With no word left out, write out the entire listing.

########

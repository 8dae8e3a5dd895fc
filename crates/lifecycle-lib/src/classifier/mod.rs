//! Candidate classifiers
//!
//! Every model type that can appear in a training roster lives here. Fitted
//! models serialize to plain JSON so a snapshot or registry artifact is
//! self-contained.

mod forest;
mod logistic;
mod tree;

pub use forest::RandomForest;
pub use logistic::LogisticRegression;
pub use tree::DecisionTree;

use ndarray::Array2;
use serde::{Deserialize, Serialize};
use thiserror::Error;

/// Errors raised while fitting or applying a classifier
#[derive(Debug, Error)]
pub enum ClassifierError {
    #[error("model has not been fitted")]
    NotFitted,

    #[error("shape mismatch: expected {expected}, got {actual}")]
    ShapeMismatch { expected: String, actual: String },

    #[error("training set is empty")]
    EmptyTrainingSet,

    #[error("invalid parameter: {0}")]
    InvalidParameter(String),

    #[error("non-finite value in {0}")]
    NonFinite(&'static str),
}

/// Roster entry: a model type plus its hyperparameters
#[derive(Debug, Clone, PartialEq, Serialize, Deserialize)]
#[serde(tag = "type", rename_all = "snake_case")]
pub enum ModelSpec {
    LogisticRegression {
        #[serde(default = "default_max_iter")]
        max_iter: usize,
        #[serde(default = "default_learning_rate")]
        learning_rate: f64,
        #[serde(default = "default_alpha")]
        alpha: f64,
    },
    RandomForest {
        #[serde(default = "default_n_estimators")]
        n_estimators: usize,
        #[serde(default)]
        max_depth: Option<usize>,
        #[serde(default = "default_random_state")]
        random_state: u64,
    },
}

fn default_max_iter() -> usize {
    200
}

fn default_learning_rate() -> f64 {
    0.5
}

fn default_alpha() -> f64 {
    0.01
}

fn default_n_estimators() -> usize {
    100
}

fn default_random_state() -> u64 {
    42
}

impl ModelSpec {
    /// Roster used when none is configured
    pub fn default_roster() -> Vec<ModelSpec> {
        vec![
            ModelSpec::LogisticRegression {
                max_iter: default_max_iter(),
                learning_rate: default_learning_rate(),
                alpha: default_alpha(),
            },
            ModelSpec::RandomForest {
                n_estimators: default_n_estimators(),
                max_depth: None,
                random_state: default_random_state(),
            },
        ]
    }

    /// Model type name used for tracking runs and snapshot directories
    pub fn model_type(&self) -> &'static str {
        match self {
            ModelSpec::LogisticRegression { .. } => "LogisticRegression",
            ModelSpec::RandomForest { .. } => "RandomForest",
        }
    }

    /// Hyperparameters as tracking params, in a stable order
    pub fn params(&self) -> Vec<(String, String)> {
        let mut params = vec![("model_name".to_string(), self.model_type().to_string())];
        match self {
            ModelSpec::LogisticRegression {
                max_iter,
                learning_rate,
                alpha,
            } => {
                params.push(("max_iter".to_string(), max_iter.to_string()));
                params.push(("learning_rate".to_string(), learning_rate.to_string()));
                params.push(("alpha".to_string(), alpha.to_string()));
            }
            ModelSpec::RandomForest {
                n_estimators,
                max_depth,
                random_state,
            } => {
                params.push(("n_estimators".to_string(), n_estimators.to_string()));
                params.push((
                    "max_depth".to_string(),
                    max_depth.map_or_else(|| "None".to_string(), |d| d.to_string()),
                ));
                params.push(("random_state".to_string(), random_state.to_string()));
            }
        }
        params
    }

    /// Unfitted classifier configured from this spec
    pub fn build(&self) -> Classifier {
        match self {
            ModelSpec::LogisticRegression {
                max_iter,
                learning_rate,
                alpha,
            } => Classifier::LogisticRegression(
                LogisticRegression::new()
                    .with_max_iter(*max_iter)
                    .with_learning_rate(*learning_rate)
                    .with_alpha(*alpha),
            ),
            ModelSpec::RandomForest {
                n_estimators,
                max_depth,
                random_state,
            } => {
                let mut forest = RandomForest::new(*n_estimators).with_random_state(*random_state);
                if let Some(depth) = max_depth {
                    forest = forest.with_max_depth(*depth);
                }
                Classifier::RandomForest(forest)
            }
        }
    }
}

/// A fitted (or fittable) classifier of any roster type
#[derive(Debug, Clone, Serialize, Deserialize)]
#[serde(tag = "kind", rename_all = "snake_case")]
pub enum Classifier {
    LogisticRegression(LogisticRegression),
    RandomForest(RandomForest),
}

impl Classifier {
    pub fn fit(&mut self, x: &Array2<f64>, y: &[i64]) -> Result<(), ClassifierError> {
        check_training_input(x, y)?;
        match self {
            Classifier::LogisticRegression(model) => model.fit(x, y),
            Classifier::RandomForest(model) => model.fit(x, y),
        }
    }

    pub fn predict(&self, x: &Array2<f64>) -> Result<Vec<i64>, ClassifierError> {
        if x.iter().any(|v| !v.is_finite()) {
            return Err(ClassifierError::NonFinite("features"));
        }
        match self {
            Classifier::LogisticRegression(model) => model.predict(x),
            Classifier::RandomForest(model) => model.predict(x),
        }
    }

    /// Labels seen during fitting, ascending
    pub fn classes(&self) -> &[i64] {
        match self {
            Classifier::LogisticRegression(model) => model.classes(),
            Classifier::RandomForest(model) => model.classes(),
        }
    }

    /// Check a fitted (usually just decoded) model is internally consistent
    pub fn validate(&self) -> Result<(), ClassifierError> {
        match self {
            Classifier::LogisticRegression(model) => model.validate(),
            Classifier::RandomForest(model) => model.validate(),
        }
    }

    /// Number of feature columns the model was fitted on
    pub fn n_features(&self) -> usize {
        match self {
            Classifier::LogisticRegression(model) => model.n_features(),
            Classifier::RandomForest(model) => model.n_features(),
        }
    }
}

fn check_training_input(x: &Array2<f64>, y: &[i64]) -> Result<(), ClassifierError> {
    if x.nrows() == 0 {
        return Err(ClassifierError::EmptyTrainingSet);
    }
    if x.nrows() != y.len() {
        return Err(ClassifierError::ShapeMismatch {
            expected: format!("{} labels", x.nrows()),
            actual: format!("{} labels", y.len()),
        });
    }
    if x.iter().any(|v| !v.is_finite()) {
        return Err(ClassifierError::NonFinite("training features"));
    }
    Ok(())
}

/// Sorted distinct labels
pub(crate) fn unique_classes(y: &[i64]) -> Vec<i64> {
    let mut classes = y.to_vec();
    classes.sort_unstable();
    classes.dedup();
    classes
}

#[cfg(test)]
pub(crate) mod test_support {
    use ndarray::Array2;

    /// Three well separated clusters in four dimensions
    pub fn clustered_dataset() -> (Array2<f64>, Vec<i64>) {
        let centers = [[1.0, 1.0, 1.0, 1.0], [5.0, 5.0, 1.0, 1.0], [1.0, 5.0, 5.0, 5.0]];
        let offsets = [-0.3, -0.1, 0.0, 0.1, 0.3];
        let mut rows = Vec::new();
        let mut labels = Vec::new();
        for (label, center) in centers.iter().enumerate() {
            for (i, da) in offsets.iter().enumerate() {
                for db in offsets.iter().skip(i % 2) {
                    rows.extend(center.iter().enumerate().map(|(j, c)| {
                        if j % 2 == 0 {
                            c + da
                        } else {
                            c + db
                        }
                    }));
                    labels.push(label as i64);
                }
            }
        }
        let n = labels.len();
        (Array2::from_shape_vec((n, 4), rows).unwrap(), labels)
    }
}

########

## RESPONSE TO THE EXERCISE
repository 8dae8e3a5dd895fc
filename crates/lifecycle-lib/src/classifier/mod.rs
//! Candidate classifiers
//!
//! Every model type that can appear in a training roster lives here. Fitted
//! models serialize to plain JSON so a snapshot or registry artifact is
//! self-contained.

mod forest;
mod logistic;
mod tree;

pub use forest::RandomForest;
pub use logistic::LogisticRegression;
pub use tree::DecisionTree;

use ndarray::Array2;
use serde::{Deserialize, Serialize};
use thiserror::Error;

/// Errors raised while fitting or applying a classifier
#[derive(Debug, Error)]
pub enum ClassifierError {
    #[error("model has not been fitted")]
    NotFitted,

    #[error("shape mismatch: expected {expected}, got {actual}")]
    ShapeMismatch { expected: String, actual: String },

    #[error("training set is empty")]
    EmptyTrainingSet,

    #[error("invalid parameter: {0}")]
    InvalidParameter(String),

    #[error("non-finite value in {0}")]
    NonFinite(&'static str),
}

/// Roster entry: a model type plus its hyperparameters
#[derive(Debug, Clone, PartialEq, Serialize, Deserialize)]
#[serde(tag = "type", rename_all = "snake_case")]
pub enum ModelSpec {
    LogisticRegression {
        #[serde(default = "default_max_iter")]
        max_iter: usize,
        #[serde(default = "default_learning_rate")]
        learning_rate: f64,
        #[serde(default = "default_alpha")]
        alpha: f64,
    },
    RandomForest {
        #[serde(default = "default_n_estimators")]
        n_estimators: usize,
        #[serde(default)]
        max_depth: Option<usize>,
        #[serde(default = "default_random_state")]
        random_state: u64,
    },
}

fn default_max_iter() -> usize {
    200
}

fn default_learning_rate() -> f64 {
    0.5
}

fn default_alpha() -> f64 {
    0.01
}

fn default_n_estimators() -> usize {
    100
}

fn default_random_state() -> u64 {
    42
}

impl ModelSpec {
    /// Roster used when none is configured
    pub fn default_roster() -> Vec<ModelSpec> {
        vec![
            ModelSpec::LogisticRegression {
                max_iter: default_max_iter(),
                learning_rate: default_learning_rate(),
                alpha: default_alpha(),
            },
            ModelSpec::RandomForest {
                n_estimators: default_n_estimators(),
                max_depth: None,
                random_state: default_random_state(),
            },
        ]
    }

    /// Model type name used for tracking runs and snapshot directories
    pub fn model_type(&self) -> &'static str {
        match self {
            ModelSpec::LogisticRegression { .. } => "LogisticRegression",
            ModelSpec::RandomForest { .. } => "RandomForest",
        }
    }

    /// Hyperparameters as tracking params, in a stable order
    pub fn params(&self) -> Vec<(String, String)> {
        let mut params = vec![("model_name".to_string(), self.model_type().to_string())];
        match self {
            ModelSpec::LogisticRegression {
                max_iter,
                learning_rate,
                alpha,
            } => {
                params.push(("max_iter".to_string(), max_iter.to_string()));
                params.push(("learning_rate".to_string(), learning_rate.to_string()));
                params.push(("alpha".to_string(), alpha.to_string()));
            }
            ModelSpec::RandomForest {
                n_estimators,
                max_depth,
                random_state,
            } => {
                params.push(("n_estimators".to_string(), n_estimators.to_string()));
                params.push((
                    "max_depth".to_string(),
                    max_depth.map_or_else(|| "None".to_string(), |d| d.to_string()),
                ));
                params.push(("random_state".to_string(), random_state.to_string()));
            }
        }
        params
    }

    /// Unfitted classifier configured from this spec
    pub fn build(&self) -> Classifier {
        match self {
            ModelSpec::LogisticRegression {
                max_iter,
                learning_rate,
                alpha,
            } => Classifier::LogisticRegression(
                LogisticRegression::new()
                    .with_max_iter(*max_iter)
                    .with_learning_rate(*learning_rate)
                    .with_alpha(*alpha),
            ),
            ModelSpec::RandomForest {
                n_estimators,
                max_depth,
                random_state,
            } => {
                let mut forest = RandomForest::new(*n_estimators).with_random_state(*random_state);
                if let Some(depth) = max_depth {
                    forest = forest.with_max_depth(*depth);
                }
                Classifier::RandomForest(forest)
            }
        }
    }
}

/// A fitted (or fittable) classifier of any roster type
#[derive(Debug, Clone, Serialize, Deserialize)]
#[serde(tag = "kind", rename_all = "snake_case")]
pub enum Classifier {
    LogisticRegression(LogisticRegression),
    RandomForest(RandomForest),
}

impl Classifier {
    pub fn fit(&mut self, x: &Array2<f64>, y: &[i64]) -> Result<(), ClassifierError> {
        check_training_input(x, y)?;
        match self {
            Classifier::LogisticRegression(model) => model.fit(x, y),
            Classifier::RandomForest(model) => model.fit(x, y),
        }
    }

    pub fn predict(&self, x: &Array2<f64>) -> Result<Vec<i64>, ClassifierError> {
        if x.iter().any(|v| !v.is_finite()) {
            return Err(ClassifierError::NonFinite("features"));
        }
        match self {
            Classifier::LogisticRegression(model) => model.predict(x),
            Classifier::RandomForest(model) => model.predict(x),
        }
    }

    /// Labels seen during fitting, ascending
    pub fn classes(&self) -> &[i64] {
        match self {
            Classifier::LogisticRegression(model) => model.classes(),
            Classifier::RandomForest(model) => model.classes(),
        }
    }

    /// Check a fitted (usually just decoded) model is internally consistent
    pub fn validate(&self) -> Result<(), ClassifierError> {
        match self {
            Classifier::LogisticRegression(model) => model.validate(),
            Classifier::RandomForest(model) => model.validate(),
        }
    }

    /// Number of feature columns the model was fitted on
    pub fn n_features(&self) -> usize {
        match self {
            Classifier::LogisticRegression(model) => model.n_features(),
            Classifier::RandomForest(model) => model.n_features(),
        }
    }
}

fn check_training_input(x: &Array2<f64>, y: &[i64]) -> Result<(), ClassifierError> {
    if x.nrows() == 0 {
        return Err(ClassifierError::EmptyTrainingSet);
    }
    if x.nrows() != y.len() {
        return Err(ClassifierError::ShapeMismatch {
            expected: format!("{} labels", x.nrows()),
            actual: format!("{} labels", y.len()),
        });
    }
    if x.iter().any(|v| !v.is_finite()) {
        return Err(ClassifierError::NonFinite("training features"));
    }
    Ok(())
}

/// Sorted distinct labels
pub(crate) fn unique_classes(y: &[i64]) -> Vec<i64> {
    let mut classes = y.to_vec();
    classes.sort_unstable();
    classes.dedup();
    classes
}

#[cfg(test)]
pub(crate) mod test_support {
    use ndarray::Array2;

    /// Three well separated clusters in four dimensions
    pub fn clustered_dataset() -> (Array2<f64>, Vec<i64>) {
        let centers = [[1.0, 1.0, 1.0, 1.0], [5.0, 5.0, 1.0, 1.0], [1.0, 5.0, 5.0, 5.0]];
        let offsets = [-0.3, -0.1, 0.0, 0.1, 0.3];
        let mut rows = Vec::new();
        let mut labels = Vec::new();
        for (label, center) in centers.iter().enumerate() {
            for (i, da) in offsets.iter().enumerate() {
                for db in offsets.iter().skip(i % 2) {
                    rows.extend(center.iter().enumerate().map(|(j, c)| {
                        if j % 2 == 0 {
                            c + da
                        } else {
                            c + db
                        }
                    }));
                    labels.push(label as i64);
                }
            }
        }
        let n = labels.len();
        (Array2::from_shape_vec((n, 4), rows).unwrap(), labels)
    }
}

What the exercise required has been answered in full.